[Items from a dataset]
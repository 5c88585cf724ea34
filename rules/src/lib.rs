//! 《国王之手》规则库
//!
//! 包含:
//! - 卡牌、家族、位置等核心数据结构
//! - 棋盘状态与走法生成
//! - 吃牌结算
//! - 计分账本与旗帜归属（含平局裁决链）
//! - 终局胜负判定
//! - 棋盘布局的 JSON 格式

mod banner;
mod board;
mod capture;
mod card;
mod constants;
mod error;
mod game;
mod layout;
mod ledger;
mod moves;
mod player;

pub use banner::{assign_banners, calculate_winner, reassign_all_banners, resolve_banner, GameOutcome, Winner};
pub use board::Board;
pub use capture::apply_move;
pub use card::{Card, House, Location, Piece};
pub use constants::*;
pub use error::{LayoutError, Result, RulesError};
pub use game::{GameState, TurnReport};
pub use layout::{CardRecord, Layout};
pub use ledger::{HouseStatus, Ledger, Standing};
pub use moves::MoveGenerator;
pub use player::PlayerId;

--

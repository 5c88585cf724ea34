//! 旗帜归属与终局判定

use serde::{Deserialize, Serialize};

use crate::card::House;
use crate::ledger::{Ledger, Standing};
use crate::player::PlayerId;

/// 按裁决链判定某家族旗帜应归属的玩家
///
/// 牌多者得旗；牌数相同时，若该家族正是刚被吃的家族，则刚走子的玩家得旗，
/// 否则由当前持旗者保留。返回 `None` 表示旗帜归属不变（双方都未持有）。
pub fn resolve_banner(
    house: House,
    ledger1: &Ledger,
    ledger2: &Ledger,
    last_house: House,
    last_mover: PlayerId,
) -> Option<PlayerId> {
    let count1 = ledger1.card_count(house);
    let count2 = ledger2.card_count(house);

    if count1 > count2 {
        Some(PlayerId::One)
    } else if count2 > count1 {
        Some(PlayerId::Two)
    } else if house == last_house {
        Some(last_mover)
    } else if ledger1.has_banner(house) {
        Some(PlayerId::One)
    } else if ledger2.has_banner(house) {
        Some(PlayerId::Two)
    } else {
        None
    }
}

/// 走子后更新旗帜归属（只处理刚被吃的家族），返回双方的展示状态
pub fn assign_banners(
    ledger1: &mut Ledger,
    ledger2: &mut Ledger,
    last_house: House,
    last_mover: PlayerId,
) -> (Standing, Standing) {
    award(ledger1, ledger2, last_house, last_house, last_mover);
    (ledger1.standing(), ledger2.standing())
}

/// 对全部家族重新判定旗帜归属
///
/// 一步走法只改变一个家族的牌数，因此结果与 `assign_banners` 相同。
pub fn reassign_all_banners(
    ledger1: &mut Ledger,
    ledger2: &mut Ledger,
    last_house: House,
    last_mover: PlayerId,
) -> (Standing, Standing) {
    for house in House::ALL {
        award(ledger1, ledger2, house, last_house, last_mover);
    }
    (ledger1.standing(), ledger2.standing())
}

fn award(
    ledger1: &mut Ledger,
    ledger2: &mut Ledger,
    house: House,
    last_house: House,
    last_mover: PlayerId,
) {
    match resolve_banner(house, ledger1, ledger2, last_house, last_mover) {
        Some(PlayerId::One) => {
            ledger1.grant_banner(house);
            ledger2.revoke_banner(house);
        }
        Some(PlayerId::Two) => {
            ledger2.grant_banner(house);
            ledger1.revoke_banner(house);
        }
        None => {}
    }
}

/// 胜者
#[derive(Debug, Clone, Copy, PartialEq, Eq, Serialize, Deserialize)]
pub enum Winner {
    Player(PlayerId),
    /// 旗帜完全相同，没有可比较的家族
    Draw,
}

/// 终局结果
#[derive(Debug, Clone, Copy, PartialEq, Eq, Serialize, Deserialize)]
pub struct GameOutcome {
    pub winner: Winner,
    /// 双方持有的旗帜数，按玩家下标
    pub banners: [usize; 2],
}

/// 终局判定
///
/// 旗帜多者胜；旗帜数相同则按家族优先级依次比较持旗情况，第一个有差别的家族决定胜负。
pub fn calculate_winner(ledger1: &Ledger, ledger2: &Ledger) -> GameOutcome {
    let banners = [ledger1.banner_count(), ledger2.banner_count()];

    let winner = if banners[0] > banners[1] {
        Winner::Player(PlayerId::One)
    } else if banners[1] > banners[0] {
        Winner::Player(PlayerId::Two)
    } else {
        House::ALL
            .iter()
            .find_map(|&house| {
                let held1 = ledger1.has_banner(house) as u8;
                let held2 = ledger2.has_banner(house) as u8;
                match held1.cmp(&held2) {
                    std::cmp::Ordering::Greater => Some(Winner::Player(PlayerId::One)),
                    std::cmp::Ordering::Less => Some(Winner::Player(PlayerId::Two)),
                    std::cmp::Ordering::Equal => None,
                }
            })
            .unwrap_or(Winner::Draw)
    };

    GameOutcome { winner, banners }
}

---

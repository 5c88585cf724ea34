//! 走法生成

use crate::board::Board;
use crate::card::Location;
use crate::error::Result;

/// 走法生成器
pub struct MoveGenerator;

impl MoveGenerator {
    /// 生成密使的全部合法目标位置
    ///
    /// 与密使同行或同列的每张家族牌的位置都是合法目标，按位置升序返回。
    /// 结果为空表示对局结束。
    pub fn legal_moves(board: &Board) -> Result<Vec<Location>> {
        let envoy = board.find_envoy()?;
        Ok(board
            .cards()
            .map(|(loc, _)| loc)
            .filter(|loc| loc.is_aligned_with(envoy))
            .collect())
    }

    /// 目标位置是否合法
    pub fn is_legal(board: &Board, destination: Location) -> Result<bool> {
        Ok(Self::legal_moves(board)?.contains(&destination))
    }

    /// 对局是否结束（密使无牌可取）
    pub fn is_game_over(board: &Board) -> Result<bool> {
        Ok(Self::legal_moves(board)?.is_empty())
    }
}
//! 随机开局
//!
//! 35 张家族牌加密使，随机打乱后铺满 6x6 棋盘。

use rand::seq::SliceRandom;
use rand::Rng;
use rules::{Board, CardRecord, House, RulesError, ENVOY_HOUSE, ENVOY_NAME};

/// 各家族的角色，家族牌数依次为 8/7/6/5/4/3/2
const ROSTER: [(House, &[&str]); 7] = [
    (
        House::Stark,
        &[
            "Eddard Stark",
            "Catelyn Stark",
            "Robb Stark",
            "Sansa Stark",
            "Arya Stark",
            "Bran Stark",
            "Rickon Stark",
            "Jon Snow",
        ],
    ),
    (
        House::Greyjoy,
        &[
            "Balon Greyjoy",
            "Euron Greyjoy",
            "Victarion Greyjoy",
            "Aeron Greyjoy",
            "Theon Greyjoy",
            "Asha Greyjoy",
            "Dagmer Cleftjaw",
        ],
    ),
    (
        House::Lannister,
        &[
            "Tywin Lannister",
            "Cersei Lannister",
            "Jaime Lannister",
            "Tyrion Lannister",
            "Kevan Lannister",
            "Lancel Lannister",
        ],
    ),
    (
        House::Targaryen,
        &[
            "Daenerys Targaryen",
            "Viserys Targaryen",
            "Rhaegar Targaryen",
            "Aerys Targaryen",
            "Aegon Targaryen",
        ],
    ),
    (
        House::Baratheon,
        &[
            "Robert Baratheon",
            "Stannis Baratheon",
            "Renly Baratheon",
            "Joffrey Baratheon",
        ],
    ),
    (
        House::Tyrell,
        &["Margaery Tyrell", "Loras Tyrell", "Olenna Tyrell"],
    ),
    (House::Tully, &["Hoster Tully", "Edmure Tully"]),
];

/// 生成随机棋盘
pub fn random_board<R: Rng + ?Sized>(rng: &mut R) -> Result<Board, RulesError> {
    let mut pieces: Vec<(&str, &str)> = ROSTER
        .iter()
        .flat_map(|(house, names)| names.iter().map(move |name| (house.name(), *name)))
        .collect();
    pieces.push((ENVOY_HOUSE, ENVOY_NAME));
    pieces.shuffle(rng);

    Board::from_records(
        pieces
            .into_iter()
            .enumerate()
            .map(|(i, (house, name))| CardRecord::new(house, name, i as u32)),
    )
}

- **About this exercise**
Look through the records above for the word "Targaryen" and state how many lines contain it, giving the number alone.

- **Result of this exercise**
6